Разведчики оседлывают перевал на выходе из долины, к ним подтягиваются звенья боевого охранения и только тогда в долину начинает втягиваться «хвост» эскадрона. С остальными взводами, обозом, кухней и всеми остальными службами.

Рвавшегося вперед Больца моментально остановили его же разведчики, уважение которых к Больцу неизмеримо выросло с того момента, когда они узнали, куда идут и по чьим следам: «Поймать стрелу может любой из нас, а вот дорогу знаете только Вы, лейтенант…»

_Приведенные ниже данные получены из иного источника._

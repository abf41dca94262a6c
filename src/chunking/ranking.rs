//! File importance scoring and semantic bucketing

use crate::config::RankingConfig;
use crate::types::SourceFile;
use serde::{Deserialize, Serialize};

/// Semantic bucket a file is grouped into before chunking
#[derive(Debug, Clone, Copy, PartialEq, Eq, PartialOrd, Ord, Hash, Serialize, Deserialize)]
#[serde(rename_all = "snake_case")]
pub enum FileBucket {
    Core,
    BusinessLogic,
    Configuration,
    Utilities,
    Tests,
    Documentation,
}

impl FileBucket {
    /// Buckets in chunking order
    pub const ALL: [FileBucket; 6] = [
        FileBucket::Core,
        FileBucket::BusinessLogic,
        FileBucket::Configuration,
        FileBucket::Utilities,
        FileBucket::Tests,
        FileBucket::Documentation,
    ];

    pub fn as_str(&self) -> &'static str {
        match self {
            FileBucket::Core => "core",
            FileBucket::BusinessLogic => "business_logic",
            FileBucket::Configuration => "configuration",
            FileBucket::Utilities => "utilities",
            FileBucket::Tests => "tests",
            FileBucket::Documentation => "documentation",
        }
    }
}

impl std::fmt::Display for FileBucket {
    fn fmt(&self, f: &mut std::fmt::Formatter<'_>) -> std::fmt::Result {
        f.write_str(self.as_str())
    }
}

const CORE_NAMES: &[&str] = &["main", "index", "app", "server"];
const BUSINESS_PATHS: &[&str] = &["model", "service", "controller", "business", "logic"];
const CONFIG_NAMES: &[&str] = &["config", "settings", "package", ".env"];
const TEST_PATHS: &[&str] = &["test", "spec", "__test__"];
const DOC_NAMES: &[&str] = &["readme", "doc", "guide"];

fn contains_any(haystack: &str, needles: &[&str]) -> bool {
    needles.iter().any(|needle| haystack.contains(needle))
}

/// Scores files and sorts them into buckets
#[derive(Debug, Clone)]
pub struct ImportanceRanker {
    config: RankingConfig,
}

impl ImportanceRanker {
    pub fn new(config: RankingConfig) -> Self {
        Self { config }
    }

    /// Name keyword weight + language weight + capped size bonus
    pub fn importance(&self, file: &SourceFile) -> f64 {
        let name = file.name().to_lowercase();

        let keyword = self
            .config
            .keyword_weights
            .iter()
            .find(|kw| name.contains(&kw.keyword))
            .map(|kw| kw.weight)
            .unwrap_or(0);

        let language = self
            .config
            .language_weights
            .get(&file.language)
            .copied()
            .unwrap_or(self.config.default_language_weight);

        let divisor = self.config.size_bonus_divisor.max(1) as f64;
        let size_bonus = (file.lines as f64 / divisor).min(self.config.size_bonus_cap);

        keyword as f64 + language as f64 + size_bonus
    }

    /// First matching rule wins; unmatched files are utilities
    pub fn bucket(&self, file: &SourceFile) -> FileBucket {
        let name = file.name().to_lowercase();
        let path = file.path.to_lowercase();

        if contains_any(&name, CORE_NAMES) {
            FileBucket::Core
        } else if contains_any(&path, BUSINESS_PATHS) {
            FileBucket::BusinessLogic
        } else if contains_any(&name, CONFIG_NAMES) {
            FileBucket::Configuration
        } else if contains_any(&path, TEST_PATHS) {
            FileBucket::Tests
        } else if contains_any(&name, DOC_NAMES) {
            FileBucket::Documentation
        } else {
            FileBucket::Utilities
        }
    }

    /// Files ordered by descending importance; ties keep input order
    pub fn rank<'a>(&self, files: &'a [SourceFile]) -> Vec<&'a SourceFile> {
        let mut scored: Vec<(f64, &SourceFile)> =
            files.iter().map(|f| (self.importance(f), f)).collect();
        scored.sort_by(|a, b| b.0.total_cmp(&a.0));
        scored.into_iter().map(|(_, f)| f).collect()
    }

    /// Non-empty buckets in chunking order, each ranked by importance
    pub fn group<'a>(&self, files: &'a [SourceFile]) -> Vec<(FileBucket, Vec<&'a SourceFile>)> {
        let ranked = self.rank(files);
        FileBucket::ALL
            .iter()
            .filter_map(|bucket| {
                let members: Vec<&SourceFile> = ranked
                    .iter()
                    .copied()
                    .filter(|f| self.bucket(f) == *bucket)
                    .collect();
                (!members.is_empty()).then_some((*bucket, members))
            })
            .collect()
    }
}

impl Default for ImportanceRanker {
    fn default() -> Self {
        Self::new(RankingConfig::default())
    }
}

#[cfg(test)]
mod tests {
    use super::*;

    fn file(path: &str, language: &str, lines: usize) -> SourceFile {
        let content = "x\n".repeat(lines);
        SourceFile::with_language(path, language, content)
    }

    #[test]
    fn test_importance_components() {
        let ranker = ImportanceRanker::default();
        // main (100) + python (90) + 100 lines / 50
        assert_eq!(ranker.importance(&file("src/main.py", "python", 100)), 192.0);
        // no keyword + default language (30) + capped bonus
        assert_eq!(ranker.importance(&file("src/zz.rb", "ruby", 10_000)), 60.0);
    }

    #[test]
    fn test_first_keyword_wins() {
        let ranker = ImportanceRanker::default();
        // "app_config" contains both "app" (85) and "config" (70); table order picks "app"
        assert_eq!(ranker.importance(&file("app_config.json", "json", 0)), 125.0);
    }

    #[test]
    fn test_keyword_uses_file_name_only() {
        let ranker = ImportanceRanker::default();
        assert_eq!(ranker.importance(&file("main/zz.txt", "text", 0)), 20.0);
    }

    #[test]
    fn test_buckets() {
        let ranker = ImportanceRanker::default();
        assert_eq!(ranker.bucket(&file("src/App.tsx", "typescript", 1)), FileBucket::Core);
        assert_eq!(
            ranker.bucket(&file("src/services/billing.py", "python", 1)),
            FileBucket::BusinessLogic
        );
        assert_eq!(ranker.bucket(&file("settings.yaml", "yaml", 1)), FileBucket::Configuration);
        assert_eq!(ranker.bucket(&file("tests/test_x.py", "python", 1)), FileBucket::Tests);
        assert_eq!(ranker.bucket(&file("README.md", "markdown", 1)), FileBucket::Documentation);
        assert_eq!(ranker.bucket(&file("lib/strings.c", "c", 1)), FileBucket::Utilities);
    }

    #[test]
    fn test_bucket_rule_order() {
        let ranker = ImportanceRanker::default();
        // A "main" file under a test directory is still core
        assert_eq!(ranker.bucket(&file("tests/main.py", "python", 1)), FileBucket::Core);
        // A config under models/ is business logic because path rules come first
        assert_eq!(
            ranker.bucket(&file("models/config.py", "python", 1)),
            FileBucket::BusinessLogic
        );
    }

    #[test]
    fn test_group_orders_buckets_and_members() {
        let ranker = ImportanceRanker::default();
        let files = vec![
            file("docs/guide.md", "markdown", 5),
            file("lib/small.py", "python", 10),
            file("lib/helper.py", "python", 10),
            file("server.js", "javascript", 10),
        ];
        let groups = ranker.group(&files);

        let buckets: Vec<FileBucket> = groups.iter().map(|(b, _)| *b).collect();
        assert_eq!(
            buckets,
            vec![FileBucket::Core, FileBucket::Utilities, FileBucket::Documentation]
        );
        let utilities: Vec<&str> = groups[1].1.iter().map(|f| f.path.as_str()).collect();
        assert_eq!(utilities, vec!["lib/helper.py", "lib/small.py"]);
    }

    #[test]
    fn test_rank_is_stable_for_ties() {
        let ranker = ImportanceRanker::default();
        let files = vec![file("a.go", "go", 1), file("b.go", "go", 1)];
        let ranked: Vec<&str> = ranker.rank(&files).iter().map(|f| f.path.as_str()).collect();
        assert_eq!(ranked, vec!["a.go", "b.go"]);
    }

    #[test]
    fn test_bucket_serializes_snake_case() {
        let json = serde_json::to_string(&FileBucket::BusinessLogic).unwrap();
        assert_eq!(json, "\"business_logic\"");
        assert_eq!(FileBucket::BusinessLogic.to_string(), "business_logic");
    }
}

Поэтому Больцу только и оставалось следить издалека, как работают его бойцы, да подмечать их огрехи, которые нет-нет, да случались. Все же подготовка егерей и конных разведчиков различалась весьма серьезно.

Первый день не принес неожиданностей. Следов на перевалах не обнаружилось, столкновений не было, кроки соответствовали местности.

Вечером сменились звенья боевого охранения на бойцов взвода, не участвовавшего в прочесывании долины, и лагерь беспокойно заснул. Маленькая долинка оказалась очень тесной даже для эскадрона.

У вечернего костра Больц обсудил со своими бойцами подмеченные им днем недочеты в скрытном передвижении. Не зря он целый день не отрывался от зрительной трубы!

Следующий день был совершенно похож на предыдущий. Разведчики обследовали безлюдные горы, спускались в долину, следующий на их «плечах» взвод прочесывал долину, основной состав эскадрона втягивался в следующую горную долину.

В отличие от предыдущего дня было решено передовые посты оставлять не на продуваемом всеми ветрами перевале, а дать разведчикам спуститься в следующую долину и закрепиться у подножия склона.

Разведчики спустились и залегли. А перед закатом пришедший от них связной сообщил, что бойцы передового поста спугнули снежную кошку и обнаружили вроде бы свежие следы, но какие-то странные и просят мессира вахмистра присоединиться к ним.

— Так это же «долина кекликов», — вспомнил Больц, пешком взбираясь на перевал и инстинктивно хоронясь в удлиняющихся тенях скал. Сейчас все произошедшее с ним по дороге в Степь и обратно, подернулось какой-то пеленой, расплывчатым маревом. Он понимал, что всё это случилось с ним — и, в то же время, не понимал. То ли усталость так повлияла на память, то ли душа таким образом защищалась от мучительной грусти.